And then you can't see the southern part of the sky because there's too much dirt in the way. (Colin laughs) - So you're looking basically everywhere you can look. - Pretty much. - And why is a computational scientist essential to doing this work? - So my degree was in computer science.
I kind of picked up physics on the job (both laugh) and a lot of physicists are in the opposite position where they know the physics and they're suddenly faced with ever-growing data sets and there's just a real challenge to process some of them. So having people with expertise in both is kinda key to making some of the advancements that we want to do in this kinda to push the next generation of understanding of the universe.
- Would you say that astronomy and cosmology is an area in particular where researchers with expertise in how to do these computations is really necessary? - Lots of areas of physics are pushing computational boundaries. I know that our data rates, for example, aren't anywhere near what you would encounter at CERN, at the Large Hadron Collider, but we're probably in the ballpark.
I know that we use a Department Of Energy supercomputer for one of my jobs and my group uses basically the second or third largest user of the whole center, which has like 1,000s of users. So we're kind of up there I guess in terms of data rates. - Is there so much data because the universe is so enormous and you're looking at so much of it? - Pretty much.
- Like when we see images from telescopes, we see billions of stars and billions of galaxies, is essentially all of that stuff out there in the universe is data that needs to be crunched? - Yep. Exactly. Basically the sky is big at the scales that you can see from the ground and that kind of sets the basic scale of the problem. So with the largest camera we have right now, it still takes 1,000s of images to cover the entire sky.

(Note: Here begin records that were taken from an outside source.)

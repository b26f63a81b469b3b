//! Runtime error types.
//!
//! Every fatal condition in the runtime travels as a [`SolError`] through
//! `Result`, unwinding to the nearest protected boundary owned by the caller.

use thiserror::Error;

use crate::{SourcePosition, StackFrame};

/// The kind of runtime failure.
#[derive(Debug, Clone, Copy, PartialEq, Eq, Hash, Error)]
pub enum ErrorKind {
    /// Error raised by running code (type errors, explicit errors, ...)
    #[error("runtime error")]
    Runtime,
    /// Allocation failed even after an emergency collection
    #[error("memory error")]
    OutOfMemory,
    /// A growable array reached its hard limit
    #[error("limit exceeded")]
    LimitExceeded,
    /// A hook asked the thread to suspend; not a failure
    #[error("yield")]
    Yield,
    /// The error handler itself failed
    #[error("error in error handling")]
    ErrorHandler,
}

/// A runtime error with message and call-stack snapshot.
///
/// # Examples
///
/// ```
/// use core_types::{ErrorKind, SolError};
///
/// let error = SolError::new(ErrorKind::Runtime, "main.sol:3: boom");
/// assert_eq!(error.to_string(), "main.sol:3: boom");
/// assert!(error.stack.is_empty());
/// ```
#[derive(Debug, Clone, PartialEq, Error)]
#[error("{message}")]
pub struct SolError {
    /// The class of error
    pub kind: ErrorKind,
    /// Human-readable error message, already prefixed with "source:line:"
    /// when raised from interpreted code
    pub message: String,
    /// Call stack at the time of the error, innermost first
    pub stack: Vec<StackFrame>,
    /// Source position where the error occurred, if known
    pub source_position: Option<SourcePosition>,
}

/// Result alias used across the runtime crates.
pub type SolResult<T> = Result<T, SolError>;

impl SolError {
    /// Create an error of the given kind with no location information.
    pub fn new(kind: ErrorKind, message: impl Into<String>) -> Self {
        Self {
            kind,
            message: message.into(),
            stack: Vec::new(),
            source_position: None,
        }
    }

    /// Shorthand for a [`ErrorKind::Runtime`] error.
    pub fn runtime(message: impl Into<String>) -> Self {
        Self::new(ErrorKind::Runtime, message)
    }

    /// The suspension signal raised when a hook yields.
    pub fn yielded() -> Self {
        Self::new(ErrorKind::Yield, "attempt to yield from a hook")
    }

    /// Whether this value is the suspension signal rather than a failure.
    pub fn is_yield(&self) -> bool {
        self.kind == ErrorKind::Yield
    }

    /// Attach the source position the error was raised at.
    pub fn with_position(mut self, position: SourcePosition) -> Self {
        self.source_position = Some(position);
        self
    }

    /// Attach a traceback.
    pub fn with_stack(mut self, stack: Vec<StackFrame>) -> Self {
        self.stack = stack;
        self
    }
}
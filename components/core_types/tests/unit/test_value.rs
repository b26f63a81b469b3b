//! Unit tests for Value

use core_types::Value;

#[cfg(test)]
mod value_tests {
    use super::*;

    #[test]
    fn test_type_names() {
        assert_eq!(Value::Nil.type_name(), "nil");
        assert_eq!(Value::Boolean(true).type_name(), "boolean");
        assert_eq!(Value::Integer(1).type_name(), "number");
        assert_eq!(Value::Float(1.5).type_name(), "number");
        assert_eq!(Value::from("s").type_name(), "string");
        assert_eq!(Value::Table(1).type_name(), "table");
        assert_eq!(Value::Function(1).type_name(), "function");
        assert_eq!(Value::Userdata(1).type_name(), "userdata");
    }

    #[test]
    fn test_converts_to_string() {
        assert!(Value::Integer(1).converts_to_string());
        assert!(Value::from("x").converts_to_string());
        assert!(!Value::Table(0).converts_to_string());
        assert!(!Value::Nil.converts_to_string());
    }

    #[test]
    fn test_to_integer_exact() {
        assert_eq!(Value::Integer(-4).to_integer_exact(), Some(-4));
        assert_eq!(Value::Float(-4.0).to_integer_exact(), Some(-4));
        assert_eq!(Value::Float(0.1).to_integer_exact(), None);
        assert_eq!(Value::from(" 7 ").to_integer_exact(), Some(7));
        assert_eq!(Value::from("7.0").to_integer_exact(), Some(7));
        assert_eq!(Value::from("seven").to_integer_exact(), None);
        assert_eq!(Value::Boolean(true).to_integer_exact(), None);
    }

    #[test]
    fn test_to_integer_exact_hex_strings() {
        assert_eq!(Value::from("0x10").to_integer_exact(), Some(16));
        assert_eq!(Value::from(" 0XfF ").to_integer_exact(), Some(255));
        assert_eq!(Value::from("-0x10").to_integer_exact(), Some(-16));
        assert_eq!(Value::from("0xffffffffffffffff").to_integer_exact(), Some(-1));
        assert_eq!(Value::from("0x").to_integer_exact(), None);
        assert_eq!(Value::from("0x1g").to_integer_exact(), None);
    }

    #[test]
    fn test_default_is_nil() {
        assert_eq!(Value::default(), Value::Nil);
    }

    #[test]
    fn test_object_identity() {
        assert_eq!(Value::Table(3), Value::Table(3));
        assert_ne!(Value::Table(3), Value::Userdata(3));
    }

    #[test]
    fn test_display() {
        assert_eq!(Value::Nil.to_string(), "nil");
        assert_eq!(Value::Boolean(false).to_string(), "false");
        assert_eq!(Value::Integer(42).to_string(), "42");
        assert_eq!(Value::from("hi").to_string(), "hi");
    }
}
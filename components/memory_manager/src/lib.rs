//! Memory Manager - collector-aware allocation front end
//!
//! This component provides:
//! - A single choke point for every allocate/resize/free in the runtime
//! - Exact accounting of the collector debt counter
//! - One emergency full collection and retry when an allocation fails
//! - Amortized growth and exact shrinking for growable arrays
//! - Raw allocators: the system allocator and a byte-budgeted wrapper
//!
//! # Example
//!
//! ```
//! use memory_manager::{MemoryManager, NoopCollector, SystemAllocator};
//!
//! let mut mm = MemoryManager::new(SystemAllocator, NoopCollector::ready());
//! let block = mm.allocate(64).unwrap();
//! assert_eq!(mm.debt(), 64);
//!
//! // SAFETY: `block` was allocated by `mm` with size 64
//! unsafe { mm.free(block, 64) };
//! assert_eq!(mm.debt(), 0);
//! ```

#![warn(missing_docs)]
#![warn(clippy::all)]

pub mod allocator;
pub mod config;
pub mod error;
pub mod gc;
pub mod growable;
pub mod heap;

// Re-export main types
pub use allocator::{MemoryManager, MemoryStats};
pub use config::MemoryConfig;
pub use error::MemoryError;
pub use gc::{Collector, GarbageList, NoopCollector};
pub use heap::{Block, BudgetAllocator, Heap, RawAllocator, SystemAllocator, MAX_ALIGN};
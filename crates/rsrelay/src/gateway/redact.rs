//! Credential masking for diagnostic output.

use std::collections::BTreeMap;

use reqwest::header::HeaderMap;

/// Replacement written in place of credential-bearing header values.
pub const MASK: &str = "[MASKED]";

/// Header names (lowercase) whose values are never logged in clear.
pub const SENSITIVE_HEADERS: &[&str] = &[
    "authorization",
    "proxy-authorization",
    "cookie",
    "set-cookie",
    "x-csrf-token",
    "x-xsrf-token",
    "csrf-token",
    "php-auth-pw",
    "basic-auth-password",
];

pub fn is_sensitive(name: &str) -> bool {
    SENSITIVE_HEADERS
        .iter()
        .any(|sensitive| sensitive.eq_ignore_ascii_case(name))
}

/// Render headers for logging, one entry per name with all of its values,
/// masking every value of a sensitive header.
pub fn mask_headers(headers: &HeaderMap) -> BTreeMap<String, Vec<String>> {
    let mut out: BTreeMap<String, Vec<String>> = BTreeMap::new();
    for (name, value) in headers {
        let rendered = if is_sensitive(name.as_str()) {
            MASK.to_string()
        } else {
            String::from_utf8_lossy(value.as_bytes()).into_owned()
        };
        out.entry(name.as_str().to_string())
            .or_default()
            .push(rendered);
    }
    out
}
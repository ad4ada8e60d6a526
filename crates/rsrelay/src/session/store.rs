//! Session storage.
//!
//! The relay core never touches a store; only the caller surface loads a
//! [`Session`] before a call and saves it afterwards.

use async_trait::async_trait;
use dashmap::DashMap;

use super::Session;

/// Storage interface for per-user sessions.
#[async_trait]
pub trait SessionStore: Send + Sync {
    /// Load a session by id. Returns `None` if it was never established or
    /// has been cleared.
    async fn get(&self, session_id: &str) -> Option<Session>;

    /// Insert or replace a session.
    async fn set(&self, session: Session);

    /// Remove a session. Returns whether it existed.
    async fn clear(&self, session_id: &str) -> bool;
}

/// Process-local session store.
#[derive(Debug, Default)]
pub struct InMemorySessionStore {
    sessions: DashMap<String, Session>,
}

impl InMemorySessionStore {
    pub fn new() -> Self {
        Self::default()
    }

    pub fn len(&self) -> usize {
        self.sessions.len()
    }

    pub fn is_empty(&self) -> bool {
        self.sessions.is_empty()
    }
}

#[async_trait]
impl SessionStore for InMemorySessionStore {
    async fn get(&self, session_id: &str) -> Option<Session> {
        self.sessions.get(session_id).map(|s| s.value().clone())
    }

    async fn set(&self, session: Session) {
        self.sessions.insert(session.id.clone(), session);
    }

    async fn clear(&self, session_id: &str) -> bool {
        self.sessions.remove(session_id).is_some()
    }
}
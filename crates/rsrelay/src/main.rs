mod commands;

use std::net::IpAddr;

use anyhow::Result;
use clap::{Parser, Subcommand};
use tracing::error;
use tracing_subscriber::EnvFilter;

use rsrelay::build_info::{self, BuildInfo};
use rsrelay::config::DEFAULT_CONFIG_FILE;

// ============================================================================
// CLI Types
// ============================================================================

/// rsrelay - session-cookie relay for the research storage API
#[derive(Parser, Debug)]
#[command(version = rsrelay::build_info::VERSION, about, long_about = None)]
struct Cli {
    #[command(subcommand)]
    command: Commands,
}

#[derive(Subcommand, Debug)]
enum Commands {
    /// Run the relay HTTP server
    Serve {
        /// Path to configuration file
        #[arg(short, long, default_value = DEFAULT_CONFIG_FILE)]
        config: String,

        /// Host to bind to (overrides config file)
        #[arg(long)]
        host: Option<IpAddr>,

        /// Port to listen on (overrides config file)
        #[arg(short, long)]
        port: Option<u16>,

        /// Remote API base URL (overrides config file)
        #[arg(long)]
        endpoint: Option<String>,
    },

    /// Print build information as JSON
    Version,
}

// ============================================================================
// Entry Point
// ============================================================================

#[tokio::main]
async fn main() -> std::process::ExitCode {
    init_tracing();

    match run().await {
        Ok(()) => std::process::ExitCode::SUCCESS,
        Err(e) => {
            error!("{e:#}");
            std::process::ExitCode::FAILURE
        }
    }
}

async fn run() -> Result<()> {
    let cli = Cli::parse();

    match cli.command {
        Commands::Serve {
            config,
            host,
            port,
            endpoint,
        } => commands::serve::run(&config, host, port, endpoint).await,
        Commands::Version => {
            let info = BuildInfo::current(build_info::default_user_agent());
            println!("{}", serde_json::to_string_pretty(&info)?);
            Ok(())
        }
    }
}

// ============================================================================
// Initialization
// ============================================================================

fn init_tracing() {
    let filter = EnvFilter::try_from_default_env().unwrap_or_else(|_| EnvFilter::new("info"));
    let _ = tracing_subscriber::fmt()
        .with_env_filter(filter)
        .with_target(false)
        .try_init();
}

And we want not just one image but multiple images to understand not only what's going on at any instant, but trying to understand some of the changes with time. - So some of the work that you've done has been with DESI. That's one of the acronyms that we'll be bringing up today. I like that one 'cause it's a nice name but it stands for more than just a nice name. Can you tell us what DESI is and what it's for? - Sure, so DESI stands for the Dark Energy Spectroscopic Instrument.
So this is an instrument, it's a device that is sitting at the top of a telescope in Arizona. Instruments on these telescopes can be either cameras or spectrographs for the most part. Cameras, most people are pretty familiar with. Spectrographs are a little bit different. This one is called a multi-object spectrograph. So basically we can observe many galaxies at once and break their light into spectra or rainbows and take precise measurements of like the brightness at each point in the rainbow.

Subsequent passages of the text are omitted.